Nel 2020 ricavi per 159 miliardi di dollari
Nel 2020, i ricavi dell’industria videoludica sono stati stimati in 159,3 miliardi di dollari, facendo segnare un + 9,3% rispetto al 2019. Il boom è dovuto a due cause: la pandemia di Covid-19, che almeno nelle sue prime fasi ha costretto le persone a restare nelle proprie abitazioni, e una migliore capacità dei Gaming Studios (in breve: i produttori di videogame) di realizzare un intrattenimento sempre più sofisticato e attraente. Sono lontani i tempi in cui i videogiocatori erano chiamati a premere due o tre tasti per muovere un personaggio su uno schermo scarsamente illuminato; oggi con i videogiochi è possibile non solo migliorare l’economia, ma anche diffondere al mondo particolari messaggi culturali e, come detto, raccogliere big data.
La Cina entra in partita. E vuole vincere
Uno degli ultimi Paesi ad aver intuito queste e altre potenzialità dei videogiochi è la Cina. Tencent, ad esempio, colosso cinese le cui filiali forniscono anche servizi per intrattenimento, ha da poco acquistato due Gaming Studios occidentali: la britannica Sumo (accordo da 1,27 miliardi di dollari) e la svedese Stunlock Studios (importo non divulgato, anche se in questo caso l’azienda cinese ha ottenuto la quota di maggioranza al termine di un rapporto coltivato anni). Accanto al ritorno economico, Pechino avrà sicuramente pensato ad altro. I videogiochi, infatti, pur intrattenendo i giocatori possono includere forti connotati politici. Basta pensare alle definizioni di bene e male rintracciabili nelle trame dei titoli; negli ultimi decenni, dato che i più influenti Gaming Studios erano occidentali, il bene coincideva quasi sempre con i valori occidentali, come la libertà di parola e la democrazia. Al contrario, gli studi di videogiochi acquisiti da aziende cinesi potrebbero – legittimamente dal punto di vista delle loro strategie di mercato – adattare sempre di più i loro contenuti ai valori cinesi. Forse in attesa di entrare a gamba tesa nel settore, così da imprimere nuovi significati valoriali negli utenti, la Cina ha provato un colpo di coda per omogeneizzare i videogiochi globali. Il Dragone ha proposto una mozione presso l’Organizzazione internazionale per la normazione (ISO) per trattare i videogiochi come un prodotti tecnici e non artistici. Alla fine la mozione è stata respinta, ma la strategia cinese resta chiara: vincere anche la partita dei videogiochi.

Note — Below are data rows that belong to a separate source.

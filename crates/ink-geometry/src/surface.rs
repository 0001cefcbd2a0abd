//! Co-registered raster channels of a rendered subject.

use ink_core::traits::Validate;
use ink_core::{InkError, Result};
use ink_math::{Aabb2, Point2};
use ink_raster::{adjust_gamma, Raster};

/// Gamma applied to UV and normal channels delivered as display-encoded
/// image components.
pub const CHANNEL_ENCODING_GAMMA: f64 = 2.2;

/// The raw channels a [`Surface`] is built from.
///
/// Every channel is indexed `(x = column, y = row)` and must share the same
/// dimensions. `object` is nonzero inside the subject.
#[derive(Debug, Clone)]
pub struct SurfaceChannels {
    pub object: Raster,
    pub depth: Raster,
    pub diffuse_direct: Raster,
    pub normal_x: Raster,
    pub normal_y: Raster,
    pub normal_z: Raster,
    pub u: Raster,
    pub v: Raster,
    pub shadow: Option<Raster>,
    pub ambient_occlusion: Option<Raster>,
}

impl SurfaceChannels {
    /// Linearise `u` and `v` when they arrive as gamma-encoded image components.
    pub fn with_encoded_uv(mut self) -> Self {
        self.u = adjust_gamma(&self.u, CHANNEL_ENCODING_GAMMA, 1.0);
        self.v = adjust_gamma(&self.v, CHANNEL_ENCODING_GAMMA, 1.0);
        self
    }

    /// Linearise `normal_x` and `normal_y` when they arrive as the red and
    /// green components of a gamma-encoded normal image. `normal_z` is left
    /// alone.
    pub fn with_encoded_normals(mut self) -> Self {
        self.normal_x = adjust_gamma(&self.normal_x, CHANNEL_ENCODING_GAMMA, 1.0);
        self.normal_y = adjust_gamma(&self.normal_y, CHANNEL_ENCODING_GAMMA, 1.0);
        self
    }

    fn named(&self) -> impl Iterator<Item = (&'static str, &Raster)> {
        [
            ("object", &self.object),
            ("depth", &self.depth),
            ("diffuse_direct", &self.diffuse_direct),
            ("normal_x", &self.normal_x),
            ("normal_y", &self.normal_y),
            ("normal_z", &self.normal_z),
            ("u", &self.u),
            ("v", &self.v),
        ]
        .into_iter()
        .chain(self.shadow.as_ref().map(|r| ("shadow", r)))
        .chain(self.ambient_occlusion.as_ref().map(|r| ("ambient_occlusion", r)))
    }
}

impl Validate for SurfaceChannels {
    fn validate(&self) -> Result<()> {
        if self.object.is_empty() {
            return Err(InkError::EmptyRaster);
        }
        let expected = self.object.dimensions();
        for (channel, raster) in self.named() {
            if raster.dimensions() != expected {
                return Err(InkError::DimensionMismatch {
                    channel,
                    expected,
                    actual: raster.dimensions(),
                });
            }
        }
        Ok(())
    }
}

/// Every channel value at one pixel.
///
/// Absent optional channels sample as `1.0` (fully lit, unoccluded).
#[derive(Debug, Clone, Copy, PartialEq)]
pub struct SurfaceSample {
    pub object: f64,
    pub depth: f64,
    pub diffuse_direct: f64,
    pub normal_x: f64,
    pub normal_y: f64,
    pub normal_z: f64,
    pub u: f64,
    pub v: f64,
    pub shadow: f64,
    pub ambient_occlusion: f64,
}

/// Read-only view of a subject's channels, shared by every generator.
#[derive(Debug, Clone)]
pub struct Surface {
    channels: SurfaceChannels,
}

impl Surface {
    pub fn new(channels: SurfaceChannels) -> Result<Self> {
        channels.validate()?;
        Ok(Self { channels })
    }

    pub fn width(&self) -> usize {
        self.channels.object.width()
    }

    pub fn height(&self) -> usize {
        self.channels.object.height()
    }

    pub fn bounds(&self) -> Aabb2 {
        Aabb2::from_size(self.width(), self.height())
    }

    pub fn contains(&self, x: i64, y: i64) -> bool {
        x >= 0 && y >= 0 && (x as usize) < self.width() && (y as usize) < self.height()
    }

    /// The pixel nearest to `point`, if it lies inside the raster.
    pub fn pixel(&self, point: Point2) -> Option<(usize, usize)> {
        let (x, y) = (point.x.round(), point.y.round());
        if !x.is_finite() || !y.is_finite() {
            return None;
        }
        let (x, y) = (x as i64, y as i64);
        self.contains(x, y).then_some((x as usize, y as usize))
    }

    /// Whether the pixel nearest to `point` is inside the raster and the subject.
    pub fn is_valid(&self, point: Point2) -> bool {
        self.pixel(point)
            .is_some_and(|(x, y)| self.channels.object.get(x, y) != 0.0)
    }

    /// All channel values at the pixel nearest to `point`.
    pub fn at_point(&self, point: Point2) -> Option<SurfaceSample> {
        let (x, y) = self.pixel(point)?;
        let c = &self.channels;
        Some(SurfaceSample {
            object: c.object.get(x, y),
            depth: c.depth.get(x, y),
            diffuse_direct: c.diffuse_direct.get(x, y),
            normal_x: c.normal_x.get(x, y),
            normal_y: c.normal_y.get(x, y),
            normal_z: c.normal_z.get(x, y),
            u: c.u.get(x, y),
            v: c.v.get(x, y),
            shadow: c.shadow.as_ref().map_or(1.0, |r| r.get(x, y)),
            ambient_occlusion: c.ambient_occlusion.as_ref().map_or(1.0, |r| r.get(x, y)),
        })
    }

    /// Sample a single channel at the pixel nearest to `point`.
    pub fn sample(&self, channel: &Raster, point: Point2) -> Option<f64> {
        self.pixel(point).map(|(x, y)| channel.get(x, y))
    }

    pub fn object(&self) -> &Raster {
        &self.channels.object
    }

    pub fn depth(&self) -> &Raster {
        &self.channels.depth
    }

    pub fn diffuse_direct(&self) -> &Raster {
        &self.channels.diffuse_direct
    }

    pub fn normal_x(&self) -> &Raster {
        &self.channels.normal_x
    }

    pub fn normal_y(&self) -> &Raster {
        &self.channels.normal_y
    }

    pub fn normal_z(&self) -> &Raster {
        &self.channels.normal_z
    }

    pub fn u(&self) -> &Raster {
        &self.channels.u
    }

    pub fn v(&self) -> &Raster {
        &self.channels.v
    }

    pub fn shadow(&self) -> Option<&Raster> {
        self.channels.shadow.as_ref()
    }

    pub fn ambient_occlusion(&self) -> Option<&Raster> {
        self.channels.ambient_occlusion.as_ref()
    }
}
#[cfg(test)]
mod tests {
    use super::*;
    use crate::surface::tests::square_surface;
    use glam::dvec2;

    fn path(coords: &[(f64, f64)]) -> Path {
        Path::new(coords.iter().map(|&(x, y)| dvec2(x, y)).collect())
    }

    fn coords(path: &Path) -> Vec<(f64, f64)> {
        path.points().iter().map(|p| (p.x, p.y)).collect()
    }

    /// Inner outline of the square `2..=7`, clockwise from `(2, 2)`.
    fn edge_path() -> Path {
        let mut pts = Vec::new();
        pts.extend((2..=7).map(|x| (x as f64, 2.0)));
        pts.extend((3..=7).map(|y| (7.0, y as f64)));
        pts.extend((2..=6).rev().map(|x| (x as f64, 7.0)));
        pts.extend((3..=6).rev().map(|y| (2.0, y as f64)));
        path(&pts)
    }

    /// Outline one pixel outside the square `2..=7`.
    fn boundary_path() -> Path {
        let mut pts = Vec::new();
        pts.extend((1..=8).map(|x| (x as f64, 1.0)));
        pts.extend((2..=8).map(|y| (8.0, y as f64)));
        pts.extend((1..=7).rev().map(|x| (x as f64, 8.0)));
        pts.extend((2..=7).rev().map(|y| (1.0, y as f64)));
        path(&pts)
    }

    #[test]
    fn test_round() {
        let rounded = path(&[(0.0, 0.0), (0.1, 0.8), (10.8, 10.1)]).round();
        assert_eq!(coords(&rounded), vec![(0.0, 0.0), (0.0, 1.0), (11.0, 10.0)]);
    }

    #[test]
    fn test_nearest_neighbour() {
        let edge = edge_path();
        assert_eq!(edge.nearest_neighbour(dvec2(0.0, 0.0)), Some(dvec2(2.0, 2.0)));
        assert_eq!(edge.nearest_neighbour(dvec2(9.0, 0.0)), Some(dvec2(7.0, 2.0)));
        assert_eq!(edge.nearest_neighbour(dvec2(9.0, 9.0)), Some(dvec2(7.0, 7.0)));
        assert_eq!(edge.nearest_neighbour(dvec2(0.0, 9.0)), Some(dvec2(2.0, 7.0)));
        assert_eq!(Path::default().nearest_neighbour(dvec2(0.0, 0.0)), None);
    }

    #[test]
    fn test_find_corners_of_square() {
        let surface = square_surface(10, 2, 7);
        let edge = edge_path();
        let corners = edge.find_corners(surface.object(), 1, 1);
        let mut found: Vec<(f64, f64)> = corners.iter().map(|&i| (edge.points()[i].x, edge.points()[i].y)).collect();
        found.sort_by(|a, b| a.partial_cmp(b).unwrap());
        assert_eq!(found, vec![(2.0, 2.0), (2.0, 7.0), (7.0, 2.0), (7.0, 7.0)]);
    }

    #[test]
    fn test_split_corners_four_edges() {
        let edge = edge_path();
        // (2,2), (7,2), (7,7), (2,7), given out of order.
        let paths = edge.split_corners(&[15, 0, 10, 5]);
        assert_eq!(paths.len(), 4);
        assert_eq!(
            coords(&paths[0]),
            vec![(2.0, 2.0), (3.0, 2.0), (4.0, 2.0), (5.0, 2.0), (6.0, 2.0), (7.0, 2.0)]
        );
        assert_eq!(
            coords(&paths[1]),
            vec![(7.0, 2.0), (7.0, 3.0), (7.0, 4.0), (7.0, 5.0), (7.0, 6.0), (7.0, 7.0)]
        );
        assert_eq!(
            coords(&paths[2]),
            vec![(7.0, 7.0), (6.0, 7.0), (5.0, 7.0), (4.0, 7.0), (3.0, 7.0), (2.0, 7.0)]
        );
        assert_eq!(
            coords(&paths[3]),
            vec![(2.0, 7.0), (2.0, 6.0), (2.0, 5.0), (2.0, 4.0), (2.0, 3.0), (2.0, 2.0)]
        );
    }

    #[test]
    fn test_split_corners_reconstructs_loop() {
        let edge = edge_path();
        let mut closed = edge.points().to_vec();
        closed.push(closed[0]);
        let closed = Path::new(closed);

        let paths = closed.split_corners(&[3, 8, 17]);
        let mut joined: Vec<Point2> = paths[0].points().to_vec();
        for p in &paths[1..] {
            assert_eq!(joined.last(), p.points().first());
            joined.extend_from_slice(&p.points()[1..]);
        }
        assert_eq!(joined.first(), joined.last());
        joined.pop();

        let mut expected = edge.points().to_vec();
        expected.rotate_left(3);
        assert_eq!(joined, expected);
    }

    #[test]
    fn test_split_without_corners_is_identity() {
        let edge = edge_path();
        assert_eq!(edge.split_corners(&[]), vec![edge.clone()]);
        assert_eq!(edge.split_corners(&[99]), vec![edge]);
    }

    #[test]
    fn test_bump_moves_points_onto_subject() {
        let surface = square_surface(10, 2, 7);
        let bumped = boundary_path().bump(&surface);
        let expected = [
            (2, 2), (2, 2), (3, 2), (4, 2), (5, 2), (6, 2), (7, 2), (7, 2), (7, 2), (7, 3),
            (7, 4), (7, 5), (7, 6), (7, 7), (7, 7), (7, 7), (6, 7), (5, 7), (4, 7), (3, 7),
            (2, 7), (2, 7), (2, 7), (2, 6), (2, 5), (2, 4), (2, 3), (2, 2),
        ];
        let expected: Vec<(f64, f64)> = expected.iter().map(|&(x, y)| (x as f64, y as f64)).collect();
        assert_eq!(coords(&bumped), expected);
    }

    #[test]
    fn test_bump_inside_subject_is_identity() {
        let surface = square_surface(10, 2, 7);
        let edge = edge_path();
        assert_eq!(edge.bump(&surface), edge);
    }

    #[test]
    fn test_bump_keeps_unreachable_point() {
        let surface = square_surface(10, 2, 7);
        let far = path(&[(0.0, 0.0), (3.0, 3.0)]);
        assert_eq!(far.bump(&surface), far);
    }

    #[test]
    fn test_remove_duplicates() {
        let p = path(&[(1.0, 1.0), (2.0, 1.0), (1.0, 1.0), (2.0, 1.0), (3.0, 1.0)]);
        let once = p.remove_duplicates();
        assert_eq!(coords(&once), vec![(1.0, 1.0), (2.0, 1.0), (3.0, 1.0)]);
        assert_eq!(once.remove_duplicates(), once);
    }

    #[test]
    fn test_remove_duplicates_keeps_offsets_aligned() {
        let p = path(&[(1.0, 1.0), (1.0, 1.0), (2.0, 1.0)])
            .with_offset_vector(vec![0.1, 0.2, 0.3])
            .unwrap();
        assert_eq!(p.remove_duplicates().offset_vector(), Some(&[0.1, 0.3][..]));
    }

    #[test]
    fn test_simple_cull() {
        let p = path(&(0..8).map(|x| (x as f64, 0.0)).collect::<Vec<_>>());
        let xs = |n: usize| -> Vec<f64> { p.simple_cull(n).points().iter().map(|q| q.x).collect() };
        assert_eq!(xs(1), vec![0.0, 1.0, 2.0, 3.0, 4.0, 5.0, 6.0, 7.0]);
        assert_eq!(xs(2), vec![0.0, 2.0, 4.0, 7.0]);
        assert_eq!(xs(3), vec![0.0, 3.0, 7.0]);
        assert_eq!(xs(4), vec![0.0, 7.0]);
        assert_eq!(xs(20), vec![0.0, 7.0]);
    }

    #[test]
    fn test_simple_cull_preserves_endpoints() {
        for len in 2..30 {
            let p = path(&(0..len).map(|i| (i as f64, (i * i) as f64)).collect::<Vec<_>>());
            for n in 1..12 {
                let culled = p.simple_cull(n);
                assert_eq!(culled.points().first(), p.points().first());
                assert_eq!(culled.points().last(), p.points().last());
            }
        }
    }

    #[test]
    fn test_simplify() {
        let p = path(&[(0.0, 0.0), (1.0, 0.1), (2.0, -0.1), (3.0, 5.0), (4.0, 6.0), (5.0, 7.0)]);
        let simplified = p.simplify(0.5);
        assert_eq!(coords(&simplified), vec![(0.0, 0.0), (2.0, -0.1), (3.0, 5.0), (5.0, 7.0)]);
        assert!(simplified.offset_vector().is_none());
        assert_eq!(p.simplify(100.0).len(), 2);
    }

    #[test]
    fn test_trim_by_band_splits_runs() {
        let primary = Raster::from_fn(10, 1, |x, _| if x == 4 || x == 5 { 0.9 } else { 0.5 });
        let secondary = Raster::from_fn(10, 1, |x, _| x as f64);
        let p = path(&(0..10).map(|x| (x as f64, 0.0)).collect::<Vec<_>>());

        let runs = p.trim_by_band(0.5, &primary, &secondary, 0.05, 0.5);
        let runs: Vec<Vec<f64>> = runs.iter().map(|r| r.points().iter().map(|q| q.x).collect()).collect();
        // x = 0 and x = 9 sit on the secondary extremes.
        assert_eq!(runs, vec![vec![1.0, 2.0, 3.0], vec![6.0, 7.0, 8.0]]);
    }

    #[test]
    fn test_trim_by_band_joins_wrapping_run() {
        let primary = Raster::new(10, 10, 0.5);
        let secondary = Raster::from_fn(10, 10, |x, y| (x + y) as f64);
        // (0, 0) sits on the secondary minimum and breaks the loop twice.
        let pts = [
            (3.0, 3.0), (4.0, 3.0), (0.0, 0.0), (5.0, 3.0), (6.0, 3.0),
            (0.0, 0.0), (4.0, 5.0), (3.0, 4.0), (3.0, 3.0),
        ];
        let runs = path(&pts).trim_by_band(0.5, &primary, &secondary, 0.1, 0.5);
        assert_eq!(runs.len(), 2);
        assert_eq!(coords(&runs[0]), vec![(5.0, 3.0), (6.0, 3.0)]);
        assert_eq!(coords(&runs[1]), vec![(4.0, 5.0), (3.0, 4.0), (3.0, 3.0), (4.0, 3.0)]);
    }

    #[test]
    fn test_trim_loop_by_band_joins_across_start() {
        let primary = Raster::new(10, 10, 0.5);
        let secondary = Raster::from_fn(10, 10, |x, y| (x + y) as f64);
        // The loop's closing point is gone; (3, 4) still connects back to (3, 3).
        let pts = [
            (3.0, 3.0), (4.0, 3.0), (0.0, 0.0), (5.0, 3.0), (6.0, 3.0),
            (0.0, 0.0), (4.0, 5.0), (3.0, 4.0),
        ];
        let looped = path(&pts).trim_loop_by_band(0.5, &primary, &secondary, 0.1, 0.5);
        assert_eq!(looped.len(), 2);
        assert_eq!(coords(&looped[0]), vec![(5.0, 3.0), (6.0, 3.0)]);
        assert_eq!(coords(&looped[1]), vec![(4.0, 5.0), (3.0, 4.0), (3.0, 3.0), (4.0, 3.0)]);

        // Read as an open path the same points split at the start.
        assert_eq!(path(&pts).trim_by_band(0.5, &primary, &secondary, 0.1, 0.5).len(), 3);
    }

    #[test]
    fn test_interpolate_zero_runs() {
        let mut v = vec![0.0, 0.0, 1.0, 0.0, 0.0, 4.0, 0.0];
        interpolate_zero_runs(&mut v);
        assert_eq!(v, vec![0.0, 0.0, 1.0, 2.0, 3.0, 4.0, 0.0]);

        let mut zeros = vec![0.0; 4];
        interpolate_zero_runs(&mut zeros);
        assert_eq!(zeros, vec![0.0; 4]);
    }

    #[test]
    fn test_compute_curvatures() {
        let surface = square_surface(10, 2, 7);
        // normal_x is x / 9 and normal_z is 1 everywhere.
        let p = path(&[(2.0, 4.0), (3.0, 4.0), (3.0, 5.0), (5.0, 5.0)]);
        let c = p.compute_curvatures(surface.normal_x(), &surface);
        let m = |x: f64| (x / 9.0).hypot(1.0);
        assert_eq!(c[0], 0.0);
        assert!((c[1] - (m(3.0) - m(2.0))).abs() < 1e-12);
        // Zero step between equal columns is filled in.
        assert!((c[2] - (c[1] + c[3]) / 2.0).abs() < 1e-12);
        assert!((c[3] - (m(5.0) - m(3.0))).abs() < 1e-12);
    }

    #[test]
    fn test_compute_offset_vector() {
        let surface = square_surface(10, 2, 7);
        let weights = ThicknessWeights::new(0.5, 2.0, 4.0, 0.0);
        let p = path(&[(3.0, 3.0), (4.0, 4.0), (20.0, 20.0)]);
        let with_offsets = p.compute_offset_vector(&surface, &weights, surface.normal_x());
        // depth = diffuse = 0.5 on the surface: 0.5 + 0.5 * 2 + 0.5 * 4.
        let ov = with_offsets.offset_vector().unwrap();
        assert!((ov[0] - 3.5).abs() < 1e-12);
        assert!((ov[1] - 3.5).abs() < 1e-12);
        // Outside the raster only the constant remains.
        assert!((ov[2] - 0.5).abs() < 1e-12);
        assert_eq!(with_offsets.thickness_at(dvec2(4.2, 3.9)), Some(ov[1]));
    }

    #[test]
    fn test_offset_vector_length_checked() {
        let err = path(&[(0.0, 0.0), (1.0, 0.0)]).with_offset_vector(vec![1.0]).unwrap_err();
        assert!(matches!(err, InkError::DimensionMismatch { .. }));
    }
}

Una fetta rilevante dell’industria del gaming è già della cinese Tencent
In che modo? Puntando sui suoi campioni, primo tra tutti Tencent. Questo colosso, che abbiamo già presentato, può vantare centinaia di investimenti nei settori più disparati, compreso quello dei videogiochi. L’azienda cinese controlla il 100% della statunitense Riot Games, sviluppatrice della saga League of Legendes, gioco per Pc più popolare al mondo con un fatturato di oltre 1,3 miliardi di dollari all’anno. Ma Tencent controlla, tra gli altri, anche il 40% di Epic Games, che ha pubblicato Fortnite, un’altra saga videoludica famosissima e redditizia, l’11,5% di Bluehole (PlayerUnknown’s Battlegrounds), il 5% di Ubisoft (in questo caso l’azienda ha aiutato Ubisoft a sopravvivere a un’acquisizione ostile da parte di Vivendi), il 5% di Blizzard, l’80% di Path of Exile, Grinding Gear Games, l’84,3% di Supercell (investimento di 8,6 miliardi di dollari: uno dei maggiori acquisti nella storia dei videogiochi), il 9% di Frontier Developments , il 13,5% di Kakao, il 5% di Paradox Interactive , il 36% di Fatshark e il 29% di Funcom. E la lista potrebbe presto allargarsi.